=== Section Start ===
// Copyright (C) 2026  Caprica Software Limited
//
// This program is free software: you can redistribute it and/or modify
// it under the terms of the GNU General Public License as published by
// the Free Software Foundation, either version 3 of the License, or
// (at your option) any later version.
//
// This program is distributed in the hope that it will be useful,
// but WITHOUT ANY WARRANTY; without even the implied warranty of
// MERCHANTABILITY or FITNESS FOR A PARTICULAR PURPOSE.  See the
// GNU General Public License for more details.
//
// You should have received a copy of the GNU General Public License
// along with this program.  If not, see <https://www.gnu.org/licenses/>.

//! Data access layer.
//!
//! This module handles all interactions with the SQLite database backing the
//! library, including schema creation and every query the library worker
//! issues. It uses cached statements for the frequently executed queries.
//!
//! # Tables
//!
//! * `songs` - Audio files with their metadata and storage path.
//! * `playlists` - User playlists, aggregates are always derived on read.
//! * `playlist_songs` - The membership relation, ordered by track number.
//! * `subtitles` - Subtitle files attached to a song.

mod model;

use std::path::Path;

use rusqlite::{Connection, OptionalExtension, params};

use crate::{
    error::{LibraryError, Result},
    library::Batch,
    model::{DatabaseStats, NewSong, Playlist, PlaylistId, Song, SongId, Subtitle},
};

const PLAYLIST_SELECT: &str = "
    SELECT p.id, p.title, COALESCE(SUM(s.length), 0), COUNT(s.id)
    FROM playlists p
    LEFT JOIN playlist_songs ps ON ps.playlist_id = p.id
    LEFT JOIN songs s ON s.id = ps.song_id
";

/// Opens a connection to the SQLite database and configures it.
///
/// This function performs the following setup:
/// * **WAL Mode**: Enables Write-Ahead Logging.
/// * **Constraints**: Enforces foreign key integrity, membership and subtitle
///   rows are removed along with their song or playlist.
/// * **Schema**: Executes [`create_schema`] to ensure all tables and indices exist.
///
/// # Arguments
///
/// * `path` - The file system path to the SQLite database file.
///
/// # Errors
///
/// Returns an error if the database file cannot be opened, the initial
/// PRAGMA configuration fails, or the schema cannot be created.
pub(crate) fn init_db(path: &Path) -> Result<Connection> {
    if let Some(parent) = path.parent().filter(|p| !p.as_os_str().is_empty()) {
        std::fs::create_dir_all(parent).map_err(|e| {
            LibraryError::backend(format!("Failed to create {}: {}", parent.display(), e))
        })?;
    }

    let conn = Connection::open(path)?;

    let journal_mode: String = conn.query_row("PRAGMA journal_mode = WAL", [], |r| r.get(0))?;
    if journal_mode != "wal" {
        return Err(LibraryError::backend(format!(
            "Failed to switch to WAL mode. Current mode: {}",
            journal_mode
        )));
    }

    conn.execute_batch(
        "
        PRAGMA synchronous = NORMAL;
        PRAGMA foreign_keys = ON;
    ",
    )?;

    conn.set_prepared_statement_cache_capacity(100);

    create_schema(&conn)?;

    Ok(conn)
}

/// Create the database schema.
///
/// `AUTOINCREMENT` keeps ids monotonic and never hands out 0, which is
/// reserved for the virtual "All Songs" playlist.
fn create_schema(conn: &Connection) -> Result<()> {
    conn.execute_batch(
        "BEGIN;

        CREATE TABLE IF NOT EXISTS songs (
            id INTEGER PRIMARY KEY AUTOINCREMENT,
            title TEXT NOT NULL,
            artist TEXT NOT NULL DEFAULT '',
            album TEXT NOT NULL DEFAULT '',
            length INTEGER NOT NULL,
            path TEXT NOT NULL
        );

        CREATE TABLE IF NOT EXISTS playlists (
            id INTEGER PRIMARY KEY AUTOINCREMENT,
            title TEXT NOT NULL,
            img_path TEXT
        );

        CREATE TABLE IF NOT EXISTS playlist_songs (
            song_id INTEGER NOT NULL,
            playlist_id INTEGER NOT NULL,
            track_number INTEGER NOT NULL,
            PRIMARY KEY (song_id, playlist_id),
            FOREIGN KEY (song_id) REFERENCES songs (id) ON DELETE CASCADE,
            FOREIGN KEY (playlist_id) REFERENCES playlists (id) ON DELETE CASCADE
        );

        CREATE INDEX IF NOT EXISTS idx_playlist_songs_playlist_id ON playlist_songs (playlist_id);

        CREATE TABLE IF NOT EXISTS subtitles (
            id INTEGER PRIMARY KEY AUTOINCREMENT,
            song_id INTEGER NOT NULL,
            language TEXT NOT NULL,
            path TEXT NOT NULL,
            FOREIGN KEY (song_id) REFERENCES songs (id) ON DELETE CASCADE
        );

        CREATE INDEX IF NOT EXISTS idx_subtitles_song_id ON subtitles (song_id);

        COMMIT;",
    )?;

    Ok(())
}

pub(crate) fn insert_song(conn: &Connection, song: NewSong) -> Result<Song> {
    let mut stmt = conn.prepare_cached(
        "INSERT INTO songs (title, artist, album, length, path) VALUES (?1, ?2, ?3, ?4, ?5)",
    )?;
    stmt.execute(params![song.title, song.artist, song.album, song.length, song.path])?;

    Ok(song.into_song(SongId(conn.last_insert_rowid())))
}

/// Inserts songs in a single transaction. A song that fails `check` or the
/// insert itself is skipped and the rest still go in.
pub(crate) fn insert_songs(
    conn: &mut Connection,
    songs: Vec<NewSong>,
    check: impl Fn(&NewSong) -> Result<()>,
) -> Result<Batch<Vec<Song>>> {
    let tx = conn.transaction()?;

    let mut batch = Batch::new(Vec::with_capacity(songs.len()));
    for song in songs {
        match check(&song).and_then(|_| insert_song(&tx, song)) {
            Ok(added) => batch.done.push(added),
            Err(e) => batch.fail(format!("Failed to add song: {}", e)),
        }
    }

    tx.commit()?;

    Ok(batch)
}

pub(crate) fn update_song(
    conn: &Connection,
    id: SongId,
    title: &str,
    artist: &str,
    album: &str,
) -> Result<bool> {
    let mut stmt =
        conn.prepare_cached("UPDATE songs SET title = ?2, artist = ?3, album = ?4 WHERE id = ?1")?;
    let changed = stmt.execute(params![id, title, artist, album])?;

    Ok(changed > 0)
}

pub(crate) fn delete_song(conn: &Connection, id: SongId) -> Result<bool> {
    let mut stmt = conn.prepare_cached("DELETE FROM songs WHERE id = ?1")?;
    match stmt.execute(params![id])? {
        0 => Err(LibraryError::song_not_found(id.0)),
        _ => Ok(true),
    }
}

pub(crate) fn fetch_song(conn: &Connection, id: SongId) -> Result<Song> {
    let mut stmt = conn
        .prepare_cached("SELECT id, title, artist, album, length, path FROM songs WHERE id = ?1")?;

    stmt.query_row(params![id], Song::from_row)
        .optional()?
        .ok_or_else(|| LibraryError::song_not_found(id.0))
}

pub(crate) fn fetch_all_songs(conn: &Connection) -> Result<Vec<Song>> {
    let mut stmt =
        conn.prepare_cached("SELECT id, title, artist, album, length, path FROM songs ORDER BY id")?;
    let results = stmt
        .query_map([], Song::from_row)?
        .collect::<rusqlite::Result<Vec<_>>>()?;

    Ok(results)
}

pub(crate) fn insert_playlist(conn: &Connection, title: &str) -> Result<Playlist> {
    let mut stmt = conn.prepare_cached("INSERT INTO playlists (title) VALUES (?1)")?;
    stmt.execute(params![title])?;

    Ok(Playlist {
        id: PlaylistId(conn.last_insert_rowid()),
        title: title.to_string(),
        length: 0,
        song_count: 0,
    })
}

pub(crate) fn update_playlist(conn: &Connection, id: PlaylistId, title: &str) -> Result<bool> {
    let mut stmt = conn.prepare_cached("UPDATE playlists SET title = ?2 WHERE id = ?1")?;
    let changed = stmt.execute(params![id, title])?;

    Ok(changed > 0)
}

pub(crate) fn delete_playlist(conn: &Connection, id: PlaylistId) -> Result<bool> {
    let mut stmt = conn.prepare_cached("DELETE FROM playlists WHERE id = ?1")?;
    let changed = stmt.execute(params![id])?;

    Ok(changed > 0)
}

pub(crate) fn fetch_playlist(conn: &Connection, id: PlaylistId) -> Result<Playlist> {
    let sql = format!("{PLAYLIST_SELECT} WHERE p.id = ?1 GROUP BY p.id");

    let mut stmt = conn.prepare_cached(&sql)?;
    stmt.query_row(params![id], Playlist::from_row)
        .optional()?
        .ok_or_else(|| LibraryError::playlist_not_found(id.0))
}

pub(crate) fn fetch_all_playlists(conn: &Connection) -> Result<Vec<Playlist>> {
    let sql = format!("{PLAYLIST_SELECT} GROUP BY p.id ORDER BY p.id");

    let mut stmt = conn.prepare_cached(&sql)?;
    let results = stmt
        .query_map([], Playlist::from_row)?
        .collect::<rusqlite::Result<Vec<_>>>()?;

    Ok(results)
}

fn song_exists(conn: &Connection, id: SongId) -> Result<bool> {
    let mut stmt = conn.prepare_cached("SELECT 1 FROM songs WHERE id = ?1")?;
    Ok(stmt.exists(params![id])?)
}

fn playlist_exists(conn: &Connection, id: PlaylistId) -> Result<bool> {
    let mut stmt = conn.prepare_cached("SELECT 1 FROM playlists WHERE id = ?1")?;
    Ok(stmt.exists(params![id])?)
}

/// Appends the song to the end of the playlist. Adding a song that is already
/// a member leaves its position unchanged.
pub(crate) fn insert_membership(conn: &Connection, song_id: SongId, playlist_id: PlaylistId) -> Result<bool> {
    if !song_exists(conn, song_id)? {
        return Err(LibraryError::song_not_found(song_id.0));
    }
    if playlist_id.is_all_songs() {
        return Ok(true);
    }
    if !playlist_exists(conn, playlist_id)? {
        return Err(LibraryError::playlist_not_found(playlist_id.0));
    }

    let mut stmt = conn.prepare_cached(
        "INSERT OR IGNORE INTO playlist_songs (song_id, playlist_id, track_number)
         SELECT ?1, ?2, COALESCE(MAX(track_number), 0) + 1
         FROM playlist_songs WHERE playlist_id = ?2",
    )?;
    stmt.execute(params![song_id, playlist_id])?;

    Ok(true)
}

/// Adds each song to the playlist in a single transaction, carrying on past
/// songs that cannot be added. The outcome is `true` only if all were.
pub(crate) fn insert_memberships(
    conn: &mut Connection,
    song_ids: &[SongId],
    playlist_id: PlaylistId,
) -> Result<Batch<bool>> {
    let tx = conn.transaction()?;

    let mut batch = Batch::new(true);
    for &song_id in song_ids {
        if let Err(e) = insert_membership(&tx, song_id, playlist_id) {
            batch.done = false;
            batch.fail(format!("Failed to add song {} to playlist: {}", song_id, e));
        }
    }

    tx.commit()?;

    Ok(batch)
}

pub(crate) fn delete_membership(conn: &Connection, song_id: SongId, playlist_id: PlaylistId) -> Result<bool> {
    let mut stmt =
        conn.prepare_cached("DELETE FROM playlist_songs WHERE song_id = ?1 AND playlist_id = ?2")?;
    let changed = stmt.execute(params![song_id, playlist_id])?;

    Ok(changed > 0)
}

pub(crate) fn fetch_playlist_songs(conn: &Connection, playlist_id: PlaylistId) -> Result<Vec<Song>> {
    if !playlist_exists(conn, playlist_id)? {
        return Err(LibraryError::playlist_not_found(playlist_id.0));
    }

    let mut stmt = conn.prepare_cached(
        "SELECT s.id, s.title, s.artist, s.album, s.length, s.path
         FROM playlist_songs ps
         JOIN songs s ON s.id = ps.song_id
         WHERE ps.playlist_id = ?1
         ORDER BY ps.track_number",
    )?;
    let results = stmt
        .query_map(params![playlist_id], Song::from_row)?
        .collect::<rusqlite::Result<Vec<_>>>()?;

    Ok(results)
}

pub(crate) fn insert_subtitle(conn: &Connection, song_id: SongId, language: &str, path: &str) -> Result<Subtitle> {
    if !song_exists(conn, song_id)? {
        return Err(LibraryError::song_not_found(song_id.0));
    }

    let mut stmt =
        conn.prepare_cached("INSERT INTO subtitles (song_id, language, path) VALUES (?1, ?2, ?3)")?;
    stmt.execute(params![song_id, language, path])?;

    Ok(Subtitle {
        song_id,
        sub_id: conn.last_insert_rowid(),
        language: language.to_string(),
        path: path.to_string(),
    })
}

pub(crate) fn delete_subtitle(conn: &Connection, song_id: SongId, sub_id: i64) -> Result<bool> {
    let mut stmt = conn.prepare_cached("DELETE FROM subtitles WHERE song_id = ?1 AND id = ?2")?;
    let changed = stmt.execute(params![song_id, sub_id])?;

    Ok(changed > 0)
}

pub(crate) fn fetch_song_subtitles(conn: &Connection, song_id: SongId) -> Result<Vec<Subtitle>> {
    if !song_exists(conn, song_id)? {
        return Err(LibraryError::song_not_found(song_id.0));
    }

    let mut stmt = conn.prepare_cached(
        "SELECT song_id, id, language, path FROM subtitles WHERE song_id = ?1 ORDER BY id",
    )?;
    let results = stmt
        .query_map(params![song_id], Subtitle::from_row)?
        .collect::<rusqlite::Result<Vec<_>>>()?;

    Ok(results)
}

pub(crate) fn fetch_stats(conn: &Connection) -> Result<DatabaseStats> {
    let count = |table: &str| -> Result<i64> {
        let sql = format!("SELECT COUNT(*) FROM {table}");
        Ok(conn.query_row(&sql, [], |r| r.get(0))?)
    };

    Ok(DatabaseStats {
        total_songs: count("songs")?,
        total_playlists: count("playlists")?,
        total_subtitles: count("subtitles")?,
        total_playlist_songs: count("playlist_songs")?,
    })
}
=== Section End ===
=== Section Start ===
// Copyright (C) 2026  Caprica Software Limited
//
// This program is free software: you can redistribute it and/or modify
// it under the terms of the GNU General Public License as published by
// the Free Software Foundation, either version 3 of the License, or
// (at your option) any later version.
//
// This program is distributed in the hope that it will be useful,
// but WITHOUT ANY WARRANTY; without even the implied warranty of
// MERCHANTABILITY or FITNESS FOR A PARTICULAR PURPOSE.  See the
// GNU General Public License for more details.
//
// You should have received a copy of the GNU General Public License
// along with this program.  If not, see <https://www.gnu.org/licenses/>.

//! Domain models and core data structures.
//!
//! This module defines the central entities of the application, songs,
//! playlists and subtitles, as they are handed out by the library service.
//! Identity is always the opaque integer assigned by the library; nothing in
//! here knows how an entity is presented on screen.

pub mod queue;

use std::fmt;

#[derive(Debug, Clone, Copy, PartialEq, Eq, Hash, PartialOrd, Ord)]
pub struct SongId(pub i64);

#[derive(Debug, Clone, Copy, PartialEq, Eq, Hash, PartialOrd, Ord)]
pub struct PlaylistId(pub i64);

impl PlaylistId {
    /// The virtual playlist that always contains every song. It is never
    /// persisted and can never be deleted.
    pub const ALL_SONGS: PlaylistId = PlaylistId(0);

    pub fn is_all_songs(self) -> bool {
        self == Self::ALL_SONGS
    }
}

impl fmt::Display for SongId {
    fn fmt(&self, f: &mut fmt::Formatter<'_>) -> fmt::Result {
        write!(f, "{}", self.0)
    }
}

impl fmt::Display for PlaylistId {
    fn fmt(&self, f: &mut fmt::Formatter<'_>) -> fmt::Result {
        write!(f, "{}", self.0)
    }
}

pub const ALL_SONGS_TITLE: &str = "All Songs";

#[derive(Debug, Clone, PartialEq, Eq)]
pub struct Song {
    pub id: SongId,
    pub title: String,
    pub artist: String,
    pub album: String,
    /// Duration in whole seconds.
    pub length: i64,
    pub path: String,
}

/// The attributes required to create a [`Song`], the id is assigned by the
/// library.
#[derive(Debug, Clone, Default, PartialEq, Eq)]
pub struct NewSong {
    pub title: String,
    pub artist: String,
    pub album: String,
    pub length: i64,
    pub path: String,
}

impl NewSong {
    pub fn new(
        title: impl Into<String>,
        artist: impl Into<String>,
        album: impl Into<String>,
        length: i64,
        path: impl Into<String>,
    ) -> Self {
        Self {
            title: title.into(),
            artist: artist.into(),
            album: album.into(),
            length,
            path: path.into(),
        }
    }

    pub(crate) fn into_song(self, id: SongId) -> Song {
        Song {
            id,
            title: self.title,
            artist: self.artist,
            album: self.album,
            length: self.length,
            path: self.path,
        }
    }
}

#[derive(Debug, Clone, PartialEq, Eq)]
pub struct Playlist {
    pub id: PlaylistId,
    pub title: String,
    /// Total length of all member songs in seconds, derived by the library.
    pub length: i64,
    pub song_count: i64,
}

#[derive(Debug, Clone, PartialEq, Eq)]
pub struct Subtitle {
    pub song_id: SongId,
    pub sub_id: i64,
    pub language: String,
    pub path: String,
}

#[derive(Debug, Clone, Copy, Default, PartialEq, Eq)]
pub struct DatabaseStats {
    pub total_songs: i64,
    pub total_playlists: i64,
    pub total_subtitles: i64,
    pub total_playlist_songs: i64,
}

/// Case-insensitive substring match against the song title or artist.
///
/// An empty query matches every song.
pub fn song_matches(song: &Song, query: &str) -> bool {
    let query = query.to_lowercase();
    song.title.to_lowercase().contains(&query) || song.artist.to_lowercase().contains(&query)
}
=== Section End ===
■ Work task:
Using the data above, extract exactly the lines from the one that holds "PlaylistId) -> Result<Vec<Song>>" to the one that holds "(song_id, language, path)", both ends included, and no others.

■ Written reply:
pub(crate) fn fetch_playlist_songs(conn: &Connection, playlist_id: PlaylistId) -> Result<Vec<Song>> {
    if !playlist_exists(conn, playlist_id)? {
        return Err(LibraryError::playlist_not_found(playlist_id.0));
    }

    let mut stmt = conn.prepare_cached(
        "SELECT s.id, s.title, s.artist, s.album, s.length, s.path
         FROM playlist_songs ps
         JOIN songs s ON s.id = ps.song_id
         WHERE ps.playlist_id = ?1
         ORDER BY ps.track_number",
    )?;
    let results = stmt
        .query_map(params![playlist_id], Song::from_row)?
        .collect::<rusqlite::Result<Vec<_>>>()?;

    Ok(results)
}

pub(crate) fn insert_subtitle(conn: &Connection, song_id: SongId, language: &str, path: &str) -> Result<Subtitle> {
    if !song_exists(conn, song_id)? {
        return Err(LibraryError::song_not_found(song_id.0));
    }

    let mut stmt =
        conn.prepare_cached("INSERT INTO subtitles (song_id, language, path) VALUES (?1, ?2, ?3)")?;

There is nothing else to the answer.